→ **WHAT THE TASK REQUIRES**:
All lines in the entries below that hold "TrackSegment" make up the answer.

→ **Stored data entries**:
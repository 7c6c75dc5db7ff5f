// Copyright 2025 eraflo
//
// Licensed under the Apache License, Version 2.0 (the "License");
// you may not use this file except in compliance with the License.
// You may obtain a copy of the License at
//
//     http://www.apache.org/licenses/LICENSE-2.0
//
// Unless required by applicable law or agreed to in writing, software
// distributed under the License is distributed on an "AS IS" BASIS,
// WITHOUT WARRANTIES OR CONDITIONS OF ANY KIND, either express or implied.
// See the License for the specific language governing permissions and
// limitations under the License.

//! # Trencat Control
//!
//! The Automatic Train Protection facade. It wires a [`PhysicsCore`] to a
//! setpoint intake, a set of telemetry taps publishing sensor snapshots, and a
//! periodic movement driver.
//!
//! [`PhysicsCore`]: trencat_core::PhysicsCore

#![warn(missing_docs)]

mod atp;
mod config;
mod error;
mod intake;
mod movement;

pub use atp::{Atp, AtpBuilder};
pub use config::AtpConfig;
pub use error::{AtpError, AtpResult};
pub use movement::MovementHandle;
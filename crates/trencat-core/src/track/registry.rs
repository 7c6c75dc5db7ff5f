// Copyright 2025 eraflo
//
// Licensed under the Apache License, Version 2.0 (the "License");
// you may not use this file except in compliance with the License.
// You may obtain a copy of the License at
//
//     http://www.apache.org/licenses/LICENSE-2.0
//
// Unless required by applicable law or agreed to in writing, software
// distributed under the License is distributed on an "AS IS" BASIS,
// WITHOUT WARRANTIES OR CONDITIONS OF ANY KIND, either express or implied.
// See the License for the specific language governing permissions and
// limitations under the License.

//! Keyed, route-ordered storage of track segments.

use super::{Direction, TrackId, TrackSegment};
use crate::error::{CoreError, CoreResult};
use std::collections::HashMap;

/// Stores track segments by identifier while remembering the order in which
/// they form the route.
///
/// The registry upholds one invariant: whenever a segment names a stored
/// neighbor, that neighbor names the segment back through its opposite end.
#[derive(Debug, Clone, Default)]
pub struct TrackRegistry {
    route: Vec<TrackSegment>,
    positions: HashMap<TrackId, usize>,
}

impl TrackRegistry {
    /// Creates an empty registry.
    pub fn new() -> Self {
        Self::default()
    }

    /// Builds a registry from an ordered set of segments.
    ///
    /// A later segment with an already-seen identifier replaces the earlier one
    /// in place. Adjacency is checked across the whole set once every segment
    /// is known, so the input order does not matter.
    pub fn from_segments(segments: impl IntoIterator<Item = TrackSegment>) -> CoreResult<Self> {
        let mut registry = Self::new();
        for segment in segments {
            segment.validate()?;
            registry.put(segment);
        }
        for segment in &registry.route {
            registry.check_adjacency(segment)?;
        }
        Ok(registry)
    }

    /// Returns the segment with the given identifier.
    pub fn get(&self, id: TrackId) -> CoreResult<&TrackSegment> {
        self.positions
            .get(&id)
            .map(|&index| &self.route[index])
            .ok_or(CoreError::TrackNotFound(id))
    }

    /// Returns the segment at the given route position.
    pub fn get_at(&self, index: usize) -> CoreResult<&TrackSegment> {
        self.route
            .get(index)
            .ok_or(CoreError::TrackIndexOutOfBounds {
                index,
                len: self.route.len(),
            })
    }

    /// Returns the route position of a segment.
    pub fn position(&self, id: TrackId) -> Option<usize> {
        self.positions.get(&id).copied()
    }

    /// Returns the segment the train enters after leaving the one at `index`.
    ///
    /// An explicit forward reference wins; without one the next route
    /// position is used.
    pub fn following(&self, index: usize) -> CoreResult<(usize, &TrackSegment)> {
        let current = self.get_at(index)?;
        match current.forward {
            Some(next) => {
                let position = self.position(next).ok_or(CoreError::TrackNotFound(next))?;
                Ok((position, &self.route[position]))
            }
            None => Ok((index + 1, self.get_at(index + 1)?)),
        }
    }

    /// Inserts a segment, replacing any stored segment with the same identifier.
    ///
    /// Fails without touching the registry if the segment is invalid, one of
    /// its stored neighbors does not point back to it, or a stored segment
    /// names it as a neighbor and it does not point back.
    pub fn insert(&mut self, segment: TrackSegment) -> CoreResult<()> {
        segment.validate()?;
        self.check_adjacency(&segment)?;
        self.put(segment);
        Ok(())
    }

    /// Removes a segment, returning it if it was stored.
    pub fn delete(&mut self, id: TrackId) -> Option<TrackSegment> {
        let index = self.positions.remove(&id)?;
        let removed = self.route.remove(index);
        for position in self.positions.values_mut() {
            if *position > index {
                *position -= 1;
            }
        }
        Some(removed)
    }

    /// Swaps the whole content for a new set of segments.
    ///
    /// The new set is validated first; on error the registry is unchanged.
    pub fn replace_all(
        &mut self,
        segments: impl IntoIterator<Item = TrackSegment>,
    ) -> CoreResult<()> {
        *self = Self::from_segments(segments)?;
        Ok(())
    }

    /// Returns the number of stored segments.
    pub fn len(&self) -> usize {
        self.route.len()
    }

    /// Returns `true` if no segment is stored.
    pub fn is_empty(&self) -> bool {
        self.route.is_empty()
    }

    /// Iterates over the segments in route order.
    pub fn iter(&self) -> impl Iterator<Item = &TrackSegment> {
        self.route.iter()
    }

    fn put(&mut self, segment: TrackSegment) {
        match self.positions.get(&segment.id) {
            Some(&index) => self.route[index] = segment,
            None => {
                self.positions.insert(segment.id, self.route.len());
                self.route.push(segment);
            }
        }
    }

    fn check_adjacency(&self, segment: &TrackSegment) -> CoreResult<()> {
        for direction in [Direction::Forward, Direction::Backward] {
            let Some(neighbor_id) = segment.neighbor(direction) else {
                continue;
            };
            let Ok(neighbor) = self.get(neighbor_id) else {
                continue;
            };
            let found = neighbor.neighbor(direction.reverse());
            if found != Some(segment.id) {
                return Err(CoreError::AdjacencyMismatch {
                    segment: segment.id,
                    neighbor: neighbor_id,
                    direction,
                    found,
                });
            }
        }
        for stored in self.route.iter().filter(|stored| stored.id != segment.id) {
            for direction in [Direction::Forward, Direction::Backward] {
                if stored.neighbor(direction) != Some(segment.id) {
                    continue;
                }
                let found = segment.neighbor(direction.reverse());
                if found != Some(stored.id) {
                    return Err(CoreError::AdjacencyMismatch {
                        segment: stored.id,
                        neighbor: segment.id,
                        direction,
                        found,
                    });
                }
            }
        }
        Ok(())
    }
}

impl PartialEq for TrackRegistry {
    fn eq(&self, other: &Self) -> bool {
        self.route == other.route
    }
}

→ **EXERCISE RESULT**:
use super::{Direction, TrackId, TrackSegment};
    route: Vec<TrackSegment>,
    pub fn from_segments(segments: impl IntoIterator<Item = TrackSegment>) -> CoreResult<Self> {
    pub fn get(&self, id: TrackId) -> CoreResult<&TrackSegment> {
    pub fn get_at(&self, index: usize) -> CoreResult<&TrackSegment> {
    pub fn following(&self, index: usize) -> CoreResult<(usize, &TrackSegment)> {
    pub fn insert(&mut self, segment: TrackSegment) -> CoreResult<()> {
    pub fn delete(&mut self, id: TrackId) -> Option<TrackSegment> {
        segments: impl IntoIterator<Item = TrackSegment>,
    pub fn iter(&self) -> impl Iterator<Item = &TrackSegment> {
    fn put(&mut self, segment: TrackSegment) {
    fn check_adjacency(&self, segment: &TrackSegment) -> CoreResult<()> {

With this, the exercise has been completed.